▶ Task requirements
Select from the data all lines with the word "SimContext".

▶ Dataset records
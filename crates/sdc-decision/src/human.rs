//! External (keyboard-style) control of a single agent.
//!
//! An input thread owns a [`HumanInputHandle`] and writes the currently held
//! direction and rotation; the cohort reads them through [`HumanInput`] on
//! every tick.  Both sides share two atomics, so neither ever blocks.

use std::sync::Arc;
use std::sync::atomic::{AtomicI8, Ordering};

use sdc_core::{AgentId, AgentRng, Command, Direction, Rotation};

use crate::{DecisionFunction, Observation, SimContext};

#[derive(Debug, Default)]
struct Shared {
    direction: AtomicI8,
    rotation:  AtomicI8,
}

/// The decision-function side of a human controller.
#[derive(Clone, Debug)]
pub struct HumanInput {
    shared: Arc<Shared>,
}

/// The input-thread side of a human controller.
#[derive(Clone, Debug)]
pub struct HumanInputHandle {
    shared: Arc<Shared>,
}

impl HumanInput {
    /// A controller that starts neutral, plus the handle that steers it.
    pub fn new() -> (Self, HumanInputHandle) {
        let shared = Arc::new(Shared::default());
        (Self { shared: Arc::clone(&shared) }, HumanInputHandle { shared })
    }

    /// The command currently held.
    pub fn current(&self) -> Command {
        Command::new(
            Direction::from_sign(self.shared.direction.load(Ordering::Relaxed) as i32),
            Rotation::from_sign(self.shared.rotation.load(Ordering::Relaxed) as i32),
        )
    }
}

impl HumanInputHandle {
    pub fn set_direction(&self, direction: Direction) {
        let sign = match direction {
            Direction::Forward  => 1,
            Direction::Backward => -1,
            Direction::Neutral  => 0,
        };
        self.shared.direction.store(sign, Ordering::Relaxed);
    }

    pub fn set_rotation(&self, rotation: Rotation) {
        let sign = match rotation {
            Rotation::Right   => 1,
            Rotation::Left    => -1,
            Rotation::Neutral => 0,
        };
        self.shared.rotation.store(sign, Ordering::Relaxed);
    }

    pub fn set(&self, command: Command) {
        self.set_direction(command.direction);
        self.set_rotation(command.rotation);
    }

    /// Release every key.
    pub fn release(&self) {
        self.set(Command::NEUTRAL);
    }
}

impl DecisionFunction for HumanInput {
    #[inline]
    fn decide(
        &self,
        _agent: AgentId,
        _obs:   &Observation<'_>,
        _ctx:   &SimContext<'_>,
        _rng:   &mut AgentRng,
    ) -> Command {
        self.current()
    }
}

▶ Task result
use crate::{DecisionFunction, Observation, SimContext};
        _ctx:   &SimContext<'_>,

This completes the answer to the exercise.